Wolf Creek Pass,C.W. McCall


----------



## Loke (Sep 7, 2007)

that didn't take long


----------



## Dunkem (May 8, 2012)

heres an easy one.'But wait,what do I see?Is she walking back to me?'


----------



## LostLouisianian (Oct 11, 2010)

This may be a little tougher....

If you would leave me, I surely would die


----------



## LostLouisianian (Oct 11, 2010)

Dunkem said:


> heres an easy one.'But wait,what do I see?Is she walking back to me?'


Pretty Woman. Roy Orbison


----------



## DallanC (Jan 13, 2009)

"...ding a ding dang my dang..."

-DallanC


----------



## wyogoob (Sep 7, 2007)

blue moon


----------



## Dunkem (May 8, 2012)

LostLouisianian said:


> This may be a little tougher....
> 
> If you would leave me, I surely would die


Neil Sadaka Oh Carol


----------



## LostLouisianian (Oct 11, 2010)

Dunkem said:


> Neil Sadaka Oh Carol


Nope...try again


----------



## Dunkem (May 8, 2012)

Darn, that was close just a word or 2 off.Joe Stamply?


----------



## LostLouisianian (Oct 11, 2010)

Dunkem said:


> Darn, that was close just a word or 2 off.Joe Stamply?

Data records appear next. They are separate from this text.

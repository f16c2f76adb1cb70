//! Scribe entrypoint: replay an event script against an editing session.
use anyhow::{Context, Result};
use clap::Parser;
use core_config::load_from;
use core_model::SessionOptions;
use std::io::Write;
use std::path::{Path, PathBuf};
use std::sync::Once;
use tokio::io::AsyncReadExt;
use tracing::info;
use tracing_appender::non_blocking::WorkerGuard;

mod runtime;
mod script;

use runtime::{ConfiguredPlatform, ReplayRuntime};

#[derive(Parser, Debug)]
#[command(name = "scribe", version, about = "Replay editor events through the Scribe core")]
struct Args {
    /// Script to replay. Read from stdin when omitted.
    pub script: Option<PathBuf>,
    /// Optional configuration file path (overrides discovery of `scribe.toml`).
    #[arg(long = "config")]
    pub config: Option<PathBuf>,
    /// Text the surface shows at session start (becomes the history floor).
    #[arg(long = "initial")]
    pub initial: Option<String>,
    /// Print `{content, historySize, highlightCallCount}` as JSON after the log.
    #[arg(long = "state-json")]
    pub state_json: bool,
}

struct AppStartup {
    log_guard: Option<WorkerGuard>,
}

impl AppStartup {
    fn new() -> Self {
        Self { log_guard: None }
    }

    fn configure_logging(&mut self) -> Result<()> {
        let log_dir = Path::new(".");
        let log_path = log_dir.join("scribe.log");
        if log_path.exists() {
            let _ = std::fs::remove_file(&log_path);
        }

        let file_appender = tracing_appender::rolling::never(log_dir, "scribe.log");
        let (nb_writer, guard) = tracing_appender::non_blocking(file_appender);
        match tracing_subscriber::fmt()
            .with_env_filter(tracing_subscriber::EnvFilter::from_default_env())
            .with_ansi(false)
            .with_writer(nb_writer)
            .try_init()
        {
            Ok(_) => {
                self.log_guard = Some(guard);
            }
            Err(_err) => {
                // Global tracing subscriber already installed; drop guard so writer shuts down.
            }
        }

        Ok(())
    }

    fn install_panic_hook() {
        static HOOK: Once = Once::new();
        HOOK.call_once(|| {
            let default_panic = std::panic::take_hook();
            std::panic::set_hook(Box::new(move |info| {
                tracing::error!(target: "runtime.panic", ?info, "panic");
                default_panic(info);
            }));
        });
    }
}

async fn read_script(path: Option<&Path>) -> Result<String> {
    match path {
        Some(p) => tokio::fs::read_to_string(p)
            .await
            .with_context(|| format!("reading script {}", p.display())),
        None => {
            let mut buf = String::new();
            tokio::io::stdin()
                .read_to_string(&mut buf)
                .await
                .context("reading script from stdin")?;
            Ok(buf)
        }
    }
}

#[tokio::main]
async fn main() -> Result<()> {
    let args = Args::parse();
    let mut startup = AppStartup::new();
    startup.configure_logging()?;
    AppStartup::install_panic_hook();
    info!(target: "runtime", "startup");

    let config = load_from(args.config.clone())?;
    let options = SessionOptions {
        chord_timeout: config.chord_timeout(),
        highlight_delay: config.highlight_delay(),
    };
    let platform = ConfiguredPlatform::from_preference(config.primary_modifier());

    let source = read_script(args.script.as_deref()).await?;
    let steps = script::parse_script(&source)?;
    info!(
        target: "runtime.startup",
        steps = steps.len(),
        config_override = args.config.is_some(),
        chord_timeout_ms = options.chord_timeout.as_millis() as u64,
        highlight_delay_ms = options.highlight_delay.as_millis() as u64,
        "bootstrap_complete"
    );

    let mut runtime = ReplayRuntime::start(steps, options, platform, args.initial.clone())?;
    runtime.run().await;

    let stdout = std::io::stdout();
    let mut out = stdout.lock();
    for line in runtime.log_lines() {
        writeln!(out, "{line}")?;
    }
    if args.state_json {
        writeln!(out, "{}", serde_json::to_string(&runtime.report())?)?;
    }
    out.flush()?;
    Ok(())
}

Give that man a ceegar. All These Things. Joe Stamply & the Uniques


----------



## Dunkem (May 8, 2012)

Wishing you were here by me to end this misery


----------



## DallanC (Jan 13, 2009)

Dunkem said:


> Wishing you were here by me to end this misery


My little Runaway? Del Shannon?

-DallanC


----------



## Dunkem (May 8, 2012)

Wow Dallan didnt think you were that old:smile:


----------



## wyogoob (Sep 7, 2007)

Runaway, Del Shannon


----------



## wyogoob (Sep 7, 2007)

wyogoob said:


> Runaway, Del Shannon


Whoops, sorry, I was on the wrong page of the thread.

.


----------